# Task
Only the number is wanted: tally the lines below that contain the word "signed".

# Task inputs
· · · · · · ·
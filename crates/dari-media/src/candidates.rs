//! Buffer for remote ICE candidates that arrive before the remote
//! description.
//!
//! A peer connection rejects candidates until it knows the remote session
//! description, but the mailbox delivers candidates and descriptions on
//! independent channels. The queue holds early candidates and releases them,
//! in arrival order, once the description is in place.

use std::collections::VecDeque;

use dari_shared::IceCandidate;

/// What to do with a candidate handed to [`CandidateQueue::admit`].
#[derive(Debug, Clone, PartialEq, Eq)]
pub enum Admission {
    /// The remote description is set; apply it now.
    Apply(IceCandidate),
    /// Held until [`CandidateQueue::open`].
    Buffered,
}

#[derive(Debug, Default)]
pub struct CandidateQueue {
    pending: VecDeque<IceCandidate>,
    open: bool,
}

impl CandidateQueue {
    pub fn new() -> Self {
        Self::default()
    }

    pub fn admit(&mut self, candidate: IceCandidate) -> Admission {
        if self.open {
            Admission::Apply(candidate)
        } else {
            self.pending.push_back(candidate);
            Admission::Buffered
        }
    }

    /// Mark the remote description as applied and hand back everything
    /// buffered so far, oldest first. Later calls return nothing.
    pub fn open(&mut self) -> Vec<IceCandidate> {
        self.open = true;
        self.pending.drain(..).collect()
    }

    pub fn is_open(&self) -> bool {
        self.open
    }

    pub fn len(&self) -> usize {
        self.pending.len()
    }

    pub fn is_empty(&self) -> bool {
        self.pending.is_empty()
    }
}
//! What can go wrong with a call, as the UI sees it.
//!
//! Every lower-layer error is folded into [`CallError`] here, so the session
//! controller is the single place that decides between retrying, degrading
//! and aborting.

use dari_media::{MediaError, NegotiationError, SignalingError, TransportError};
use dari_shared::{CallId, ProtocolError, TrackKind};
use thiserror::Error;

/// Something the local user was not allowed to use.
#[derive(Debug, Clone, Copy, PartialEq, Eq)]
pub enum Resource {
    Microphone,
    Camera,
    /// The shared call mailbox (the session is not signed in).
    Mailbox,
}

impl From<TrackKind> for Resource {
    fn from(kind: TrackKind) -> Self {
        match kind {
            TrackKind::Audio => Resource::Microphone,
            TrackKind::Video => Resource::Camera,
        }
    }
}

impl std::fmt::Display for Resource {
    fn fmt(&self, f: &mut std::fmt::Formatter<'_>) -> std::fmt::Result {
        f.write_str(match self {
            Resource::Microphone => "microphone",
            Resource::Camera => "camera",
            Resource::Mailbox => "call mailbox",
        })
    }
}

#[derive(Error, Debug, Clone, PartialEq, Eq)]
pub enum CallError {
    #[error("access to the {0} was denied")]
    PermissionDenied(Resource),

    #[error("no {} available", .0.device_name())]
    DeviceUnavailable(TrackKind),

    #[error("media device error: {0}")]
    Device(String),

    #[error("call {0} not found")]
    CallNotFound(CallId),

    #[error("call {0} was already answered")]
    AlreadyAnswered(CallId),

    #[error("negotiation failed: {0}")]
    Negotiation(String),

    #[error("invalid remote description: {0}")]
    InvalidRemoteDescription(String),

    #[error("no media path was established in time")]
    ConnectionTimeout,

    #[error("call mailbox unavailable: {0}")]
    StoreUnavailable(String),

    /// The mailbox failed in a way retrying will not fix.
    #[error("call mailbox error: {0}")]
    Storage(String),

    #[error("a call is already in progress")]
    Busy,

    #[error("not in a call")]
    NotInCall,

    /// The session was hung up while this operation was in flight.
    #[error("call was hung up")]
    Cancelled,
}

impl CallError {
    /// Text for the person in front of the screen.
    pub fn user_message(&self) -> String {
        match self {
            CallError::PermissionDenied(Resource::Mailbox) => {
                "You need to be signed in to place or join calls.".to_string()
            }
            CallError::PermissionDenied(resource) => format!(
                "Access to the {resource} was denied. Allow it in your system settings and try again."
            ),
            CallError::DeviceUnavailable(TrackKind::Video) => {
                "No camera was found. You can start an audio call instead.".to_string()
            }
            CallError::DeviceUnavailable(TrackKind::Audio) => {
                "No microphone was found. Connect one and try again.".to_string()
            }
            CallError::Device(_) => {
                "A media device stopped working. Check your microphone and camera.".to_string()
            }
            CallError::CallNotFound(_) | CallError::AlreadyAnswered(_) => {
                "This call is no longer available.".to_string()
            }
            CallError::Negotiation(_) | CallError::InvalidRemoteDescription(_) => {
                "The call could not be set up. Please try again.".to_string()
            }
            CallError::ConnectionTimeout => {
                "Could not reach the other party. Start a new call to try again.".to_string()
            }
            CallError::StoreUnavailable(_) => {
                "The call service cannot be reached right now. Try again in a moment.".to_string()
            }
            CallError::Storage(_) => {
                "Something went wrong with the call service. The call could not continue.".to_string()
            }
            CallError::Busy => "You are already in a call.".to_string(),
            CallError::NotInCall => "There is no call in progress.".to_string(),
            CallError::Cancelled => "The call was ended.".to_string(),
        }
    }

    /// Whether the UI should offer a one-click retry. A retry always starts
    /// a fresh call.
    pub fn offers_retry(&self) -> bool {
        matches!(
            self,
            CallError::ConnectionTimeout | CallError::StoreUnavailable(_)
        )
    }
}

impl From<MediaError> for CallError {
    fn from(err: MediaError) -> Self {
        match err {
            MediaError::PermissionDenied(kind) => CallError::PermissionDenied(kind.into()),
            MediaError::DeviceUnavailable(kind) => CallError::DeviceUnavailable(kind),
            MediaError::Device(msg) => CallError::Device(msg),
        }
    }
}

impl From<SignalingError> for CallError {
    fn from(err: SignalingError) -> Self {
        match err {
            SignalingError::StoreUnavailable(msg) => CallError::StoreUnavailable(msg),
            SignalingError::PermissionDenied(msg) => {
                tracing::debug!(reason = %msg, "Mailbox refused the request");
                CallError::PermissionDenied(Resource::Mailbox)
            }
            SignalingError::CallNotFound(id) => CallError::CallNotFound(id),
            SignalingError::AlreadyAnswered(id) => CallError::AlreadyAnswered(id),
            SignalingError::Malformed(ProtocolError::InvalidDescription(msg)) => {
                CallError::InvalidRemoteDescription(msg)
            }
            SignalingError::Malformed(other) => CallError::Negotiation(other.to_string()),
            SignalingError::Store(other) => CallError::Storage(other.to_string()),
        }
    }
}

impl From<NegotiationError> for CallError {
    fn from(err: NegotiationError) -> Self {
        match err {
            NegotiationError::InvalidRemoteDescription(msg) => {
                CallError::InvalidRemoteDescription(msg)
            }
            NegotiationError::ConnectionTimeout(_) | NegotiationError::ConnectionFailed => {
                CallError::ConnectionTimeout
            }
            NegotiationError::Closed => CallError::Cancelled,
            other => CallError::Negotiation(other.to_string()),
        }
    }
}

impl From<TransportError> for CallError {
    fn from(err: TransportError) -> Self {
        CallError::from(NegotiationError::from(err))
    }
}
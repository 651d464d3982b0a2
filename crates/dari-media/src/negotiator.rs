//! Offer/answer negotiation for one call attempt.
//!
//! A [`Negotiator`] owns one [`PeerTransport`]. Operations are serialised
//! through an async lock, so a remote candidate that arrives while the remote
//! description is being applied waits and then lands after every buffered
//! candidate. [`Negotiator::close`] does not take that lock: it flips the
//! closed flag, and any operation still in flight discards its result.

use std::collections::HashSet;
use std::sync::atomic::{AtomicBool, Ordering};
use std::sync::Arc;
use std::time::Duration;

use dari_shared::{IceCandidate, SdpType, SessionDescription};
use thiserror::Error;
use tokio::sync::{mpsc, watch, Mutex};
use tokio::task::JoinHandle;
use tracing::{debug, info, warn};

use crate::candidates::{Admission, CandidateQueue};
use crate::capture::LocalStream;
use crate::transport::{PeerConnectionState, PeerEvent, PeerEvents, PeerTransport, TransportError};

#[derive(Debug, Clone, Copy, PartialEq, Eq)]
pub enum SignalingState {
    New,
    /// Caller, offer created.
    HaveLocalOffer,
    /// Callee, offer applied, answer not yet created.
    HaveRemoteOffer,
    /// Caller, answer applied.
    HaveRemoteAnswer,
    /// Callee, answer created.
    Stable,
    Closed,
}

#[derive(Error, Debug)]
pub enum NegotiationError {
    #[error("no local media attached")]
    NoLocalMedia,

    #[error("{0} is not allowed in signaling state {1:?}")]
    WrongState(&'static str, SignalingState),

    #[error("invalid remote description: {0}")]
    InvalidRemoteDescription(String),

    #[error("negotiator is closed")]
    Closed,

    #[error("connection not established within {0:?}")]
    ConnectionTimeout(Duration),

    #[error("connection failed")]
    ConnectionFailed,

    #[error(transparent)]
    Transport(#[from] TransportError),
}

/// Outcome of [`Negotiator::add_remote_candidate`].
#[derive(Debug, Clone, Copy, PartialEq, Eq)]
pub enum CandidateDisposition {
    Applied,
    /// Held until the remote description is applied.
    Buffered,
    /// The negotiator is closed.
    Discarded,
}

#[derive(Debug, Clone, PartialEq, Eq)]
pub enum NegotiatorEvent {
    /// Locally discovered candidate, in discovery order.
    LocalCandidate(IceCandidate),
    /// First track of a remote stream. Each stream is reported once.
    RemoteStream { stream_id: String },
    ConnectionState(PeerConnectionState),
}

/// Receiving half of a negotiator's events. Ends after close.
pub struct NegotiatorEvents {
    rx: mpsc::UnboundedReceiver<NegotiatorEvent>,
}

impl NegotiatorEvents {
    pub async fn next(&mut self) -> Option<NegotiatorEvent> {
        self.rx.recv().await
    }

    pub fn try_next(&mut self) -> Option<NegotiatorEvent> {
        self.rx.try_recv().ok()
    }
}

struct Session {
    signaling: SignalingState,
    candidates: CandidateQueue,
    has_local_media: bool,
}

struct Relay {
    task: JoinHandle<()>,
    events: mpsc::UnboundedSender<NegotiatorEvent>,
}

pub struct Negotiator {
    transport: Arc<dyn PeerTransport>,
    session: Mutex<Session>,
    state: Arc<watch::Sender<PeerConnectionState>>,
    closed: Arc<AtomicBool>,
    relay: std::sync::Mutex<Option<Relay>>,
}

impl Negotiator {
    /// Wrap a transport and start relaying its events.
    ///
    /// Must be called from within a tokio runtime.
    pub fn new(
        transport: Arc<dyn PeerTransport>,
        peer_events: PeerEvents,
    ) -> (Arc<Self>, NegotiatorEvents) {
        let (tx, rx) = mpsc::unbounded_channel();
        let (state_tx, _) = watch::channel(PeerConnectionState::New);
        let state = Arc::new(state_tx);
        let closed = Arc::new(AtomicBool::new(false));

        let task = tokio::spawn(relay_events(
            peer_events,
            tx.clone(),
            state.clone(),
            closed.clone(),
        ));

        let negotiator = Arc::new(Self {
            transport,
            session: Mutex::new(Session {
                signaling: SignalingState::New,
                candidates: CandidateQueue::new(),
                has_local_media: false,
            }),
            state,
            closed,
            relay: std::sync::Mutex::new(Some(Relay { task, events: tx })),
        });
        (negotiator, NegotiatorEvents { rx })
    }

    fn ensure_open(&self) -> Result<(), NegotiationError> {
        if self.is_closed() {
            Err(NegotiationError::Closed)
        } else {
            Ok(())
        }
    }

    pub fn is_closed(&self) -> bool {
        self.closed.load(Ordering::SeqCst)
    }

    /// Add every track of `stream` to the connection. Call before creating
    /// the offer or answer.
    pub async fn attach_local_media(&self, stream: &LocalStream) -> Result<(), NegotiationError> {
        let mut session = self.session.lock().await;
        self.ensure_open()?;
        if session.signaling != SignalingState::New {
            return Err(NegotiationError::WrongState(
                "attach_local_media",
                session.signaling,
            ));
        }
        for track in stream.tracks() {
            self.transport.add_local_track(track).await?;
        }
        self.ensure_open()?;
        session.has_local_media = !stream.tracks().is_empty();
        debug!(tracks = stream.tracks().len(), "Local media attached");
        Ok(())
    }

    pub async fn create_offer(&self) -> Result<SessionDescription, NegotiationError> {
        let mut session = self.session.lock().await;
        self.ensure_open()?;
        if !session.has_local_media {
            return Err(NegotiationError::NoLocalMedia);
        }
        if session.signaling != SignalingState::New {
            return Err(NegotiationError::WrongState("create_offer", session.signaling));
        }

        let offer = self.transport.create_offer().await.map_err(closed_or)?;
        self.ensure_open()?;
        session.signaling = SignalingState::HaveLocalOffer;
        info!("Local offer created");
        Ok(offer)
    }

    /// Apply the caller's offer, flush buffered candidates and produce the
    /// answer.
    pub async fn create_answer(
        &self,
        remote_offer: &SessionDescription,
    ) -> Result<SessionDescription, NegotiationError> {
        let mut session = self.session.lock().await;
        self.ensure_open()?;
        if session.signaling != SignalingState::New {
            return Err(NegotiationError::InvalidRemoteDescription(format!(
                "not expecting an offer in state {:?}",
                session.signaling
            )));
        }
        remote_offer
            .validate_as(SdpType::Offer)
            .map_err(|e| NegotiationError::InvalidRemoteDescription(e.to_string()))?;

        self.apply_remote(&mut session, remote_offer, SignalingState::HaveRemoteOffer)
            .await?;

        let answer = self.transport.create_answer().await.map_err(closed_or)?;
        self.ensure_open()?;
        session.signaling = SignalingState::Stable;
        info!("Local answer created");
        Ok(answer)
    }

    /// Apply the callee's answer and flush buffered candidates.
    pub async fn accept_answer(
        &self,
        remote_answer: &SessionDescription,
    ) -> Result<(), NegotiationError> {
        let mut session = self.session.lock().await;
        self.ensure_open()?;
        if session.signaling != SignalingState::HaveLocalOffer {
            return Err(NegotiationError::InvalidRemoteDescription(format!(
                "not expecting an answer in state {:?}",
                session.signaling
            )));
        }
        remote_answer
            .validate_as(SdpType::Answer)
            .map_err(|e| NegotiationError::InvalidRemoteDescription(e.to_string()))?;

        self.apply_remote(&mut session, remote_answer, SignalingState::HaveRemoteAnswer)
            .await?;
        info!("Remote answer applied");
        Ok(())
    }

    async fn apply_remote(
        &self,
        session: &mut Session,
        description: &SessionDescription,
        next: SignalingState,
    ) -> Result<(), NegotiationError> {
        self.transport
            .set_remote_description(description)
            .await
            .map_err(|e| match e {
                TransportError::Closed => NegotiationError::Closed,
                other => NegotiationError::InvalidRemoteDescription(other.to_string()),
            })?;
        self.ensure_open()?;
        session.signaling = next;

        let early = session.candidates.open();
        if !early.is_empty() {
            debug!(count = early.len(), "Flushing buffered remote candidates");
        }
        for candidate in early {
            self.ensure_open()?;
            if let Err(e) = self.transport.add_ice_candidate(&candidate).await {
                warn!(error = %e, "Buffered remote candidate rejected");
            }
        }
        Ok(())
    }

    /// Apply a remote candidate now, or hold it until the remote description
    /// is set.
    pub async fn add_remote_candidate(
        &self,
        candidate: IceCandidate,
    ) -> Result<CandidateDisposition, NegotiationError> {
        let mut session = self.session.lock().await;
        if self.is_closed() {
            return Ok(CandidateDisposition::Discarded);
        }
        match session.candidates.admit(candidate) {
            Admission::Buffered => {
                debug!(pending = session.candidates.len(), "Remote candidate buffered");
                Ok(CandidateDisposition::Buffered)
            }
            Admission::Apply(candidate) => match self.transport.add_ice_candidate(&candidate).await {
                Ok(()) => Ok(CandidateDisposition::Applied),
                Err(TransportError::Closed) => Ok(CandidateDisposition::Discarded),
                Err(e) if self.is_closed() => {
                    debug!(error = %e, "Candidate failed after close");
                    Ok(CandidateDisposition::Discarded)
                }
                Err(e) => Err(e.into()),
            },
        }
    }

    /// Resolve once the connection is `connected`.
    ///
    /// Fails with [`NegotiationError::ConnectionTimeout`] after `limit`, or
    /// early if the connection fails or the negotiator closes.
    pub async fn wait_connected(&self, limit: Duration) -> Result<(), NegotiationError> {
        let mut rx = self.state.subscribe();
        let wait = async {
            loop {
                let current = *rx.borrow_and_update();
                match current {
                    PeerConnectionState::Connected => return Ok(()),
                    PeerConnectionState::Failed => return Err(NegotiationError::ConnectionFailed),
                    PeerConnectionState::Closed => return Err(NegotiationError::Closed),
                    _ => {}
                }
                if rx.changed().await.is_err() {
                    return Err(NegotiationError::Closed);
                }
            }
        };
        tokio::time::timeout(limit, wait)
            .await
            .map_err(|_| NegotiationError::ConnectionTimeout(limit))?
    }

    pub fn state(&self) -> PeerConnectionState {
        *self.state.borrow()
    }

    pub fn subscribe_state(&self) -> watch::Receiver<PeerConnectionState> {
        self.state.subscribe()
    }

    pub async fn signaling_state(&self) -> SignalingState {
        if self.is_closed() {
            return SignalingState::Closed;
        }
        self.session.lock().await.signaling
    }

    /// Remote candidates waiting for the remote description.
    pub async fn pending_candidates(&self) -> usize {
        self.session.lock().await.candidates.len()
    }

    /// Close the connection. Later calls do nothing.
    pub async fn close(&self) {
        if self.closed.swap(true, Ordering::SeqCst) {
            return;
        }

        let relay = self.take_relay();
        if advance_state(&self.state, PeerConnectionState::Closed) {
            if let Some(relay) = &relay {
                let _ = relay
                    .events
                    .send(NegotiatorEvent::ConnectionState(PeerConnectionState::Closed));
            }
        }
        if let Some(relay) = relay {
            relay.task.abort();
        }

        if let Err(e) = self.transport.close().await {
            debug!(error = %e, "Transport close failed");
        }
        info!("Negotiator closed");
    }

    fn take_relay(&self) -> Option<Relay> {
        match self.relay.lock() {
            Ok(mut relay) => relay.take(),
            Err(poisoned) => poisoned.into_inner().take(),
        }
    }
}

impl Drop for Negotiator {
    fn drop(&mut self) {
        if let Some(relay) = self.take_relay() {
            relay.task.abort();
        }
    }
}

fn closed_or(err: TransportError) -> NegotiationError {
    match err {
        TransportError::Closed => NegotiationError::Closed,
        other => NegotiationError::Transport(other),
    }
}

/// Move to `next` unless already there or closed. Returns whether it moved.
fn advance_state(state: &watch::Sender<PeerConnectionState>, next: PeerConnectionState) -> bool {
    state.send_if_modified(|current| {
        if *current == PeerConnectionState::Closed || *current == next {
            return false;
        }
        *current = next;
        true
    })
}

async fn relay_events(
    mut peer_events: PeerEvents,
    out: mpsc::UnboundedSender<NegotiatorEvent>,
    state: Arc<watch::Sender<PeerConnectionState>>,
    closed: Arc<AtomicBool>,
) {
    let mut streams = HashSet::new();
    while let Some(event) = peer_events.recv().await {
        if closed.load(Ordering::SeqCst) {
            break;
        }
        let forwarded = match event {
            PeerEvent::LocalCandidate(candidate) => Some(NegotiatorEvent::LocalCandidate(candidate)),
            PeerEvent::RemoteTrack { stream_id, kind } => {
                if streams.insert(stream_id.clone()) {
                    debug!(stream = %stream_id, %kind, "Remote stream arrived");
                    Some(NegotiatorEvent::RemoteStream { stream_id })
                } else {
                    None
                }
            }
            PeerEvent::StateChanged(next) => {
                if advance_state(&state, next) {
                    info!(state = %next, "Connection state changed");
                    Some(NegotiatorEvent::ConnectionState(next))
                } else {
                    None
                }
            }
        };
        if let Some(event) = forwarded {
            // State keeps tracking even if nobody reads the events.
            let _ = out.send(event);
        }
    }
}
· · · · · · ·
# Solution to this exercise
2